Comment » | Value Creation In Games

Friction Innovation Vs. Engagement Innovation

February 7th, 2012 — 8:06pm

I’ve been posting a lot of recently about value creation in games.  Most of my attention has been on the engagement side of this equation, but for today’s post I’d like to talk about the relationship between friction reduction and engagement.

First, friction reduction (a.k.a. accessibility) is not in an inverse relationship with engagement.  In fact, they’re highly complementary, since advances in friction reduction reduce the barrier to entry, increasing the viability of more experimental products.

Second, I’d argue there’s been an amazing amount of innovation on the friction side the past 20 years.  So much that there’s been little incentive to innovate on the engagement side.  I’m not saying engagement innovation has slowed – it has probably increased as well, just not at the same pace as advancements in friction reduction.  But when reducing friction is improving product value so dramatically, why bother taking any risks in engagement?

Looking for evidence?  I give you the last decade’s increase in cloning as exhibit A.  The friction reduction benefits are so strong that companies won’t even risk changing the numerical values in the game (see the Yeti Town clone of Triple Town).
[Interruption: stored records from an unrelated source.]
//! Serial forwarder protocol.
//!
//! After connecting, both ends send [`VERSION`] and check that the peer's first byte is `U`.
//! Packets then travel unframed, each preceded by its length as a single byte.

use std::io::{Read, Write};

use log::debug;

use super::{PacketReader, PacketWriter};
use crate::{Error, ErrorKind, Result};

/// Version announcement exchanged on connect.
pub const VERSION: [u8; 2] = *b"U ";

/// Exchanges the version announcement with the forwarder.
pub(crate) fn handshake<S: Read + Write>(stream: &mut S) -> Result<()> {
    stream.write_all(&VERSION)?;
    stream.flush()?;

    let mut peer = [0u8; 2];
    stream.read_exact(&mut peer)?;
    if peer[0] != VERSION[0] {
        return Err(Error::new(
            ErrorKind::Protocol,
            format!(
                "peer is not a serial forwarder (version bytes {:02x} {:02x})",
                peer[0], peer[1]
            ),
        ));
    }
    debug!("serial forwarder speaks version '{}'", char::from(peer[1]));
    Ok(())
}

/// Reads length-prefixed packets from a serial forwarder.
#[derive(Debug)]
pub struct SfReader<S> {
    inner: S,
}

impl<S: Read> SfReader<S> {
    /// Wraps a stream that already completed the [`VERSION`] exchange.
    pub fn new(inner: S) -> Self {
        SfReader { inner }
    }
}

impl<S: Read + Send> PacketReader for SfReader<S> {
    fn read_packet(&mut self) -> Result<Vec<u8>> {
        loop {
            let mut len = [0u8; 1];
            self.inner.read_exact(&mut len)?;
            if len[0] == 0 {
                continue;
            }
            let mut packet = vec![0u8; usize::from(len[0])];
            self.inner.read_exact(&mut packet)?;
            return Ok(packet);
        }
    }
}

/// Writes length-prefixed packets to a serial forwarder.
#[derive(Debug)]
pub struct SfWriter<S> {
    inner: S,
}

impl<S: Write> SfWriter<S> {
    /// Wraps a stream that already completed the [`VERSION`] exchange.
    pub fn new(inner: S) -> Self {
        SfWriter { inner }
    }
}

impl<S: Write + Send> PacketWriter for SfWriter<S> {
    fn write_packet(&mut self, packet: &[u8]) -> Result<()> {
        let len = u8::try_from(packet.len()).map_err(|_| {
            Error::new(
                ErrorKind::InvalidInput,
                format!("packet of {} bytes is too long for a serial forwarder", packet.len()),
            )
        })?;
        self.inner.write_all(&[len])?;
        self.inner.write_all(packet)?;
        self.inner.flush()?;
        Ok(())
    }
}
I expect this is cyclical.  Friction reduction will eventually run out of steam in our current ecosystem and likely commoditize to the point where it’s simply not a differentiating factor, at which point more attention will shift back to engagement innovation.  But in the meantime I think the engagement piece is underserved, and there’s an opportunity there.

I do have some concern that over the long haul we, as an industry, will lose some of our expertise in engagement innovation if an entire generation of game designers grows up in a world based largely on friction innovation.  We’re not there yet, but I find it striking how many folks don’t know there difference between the two.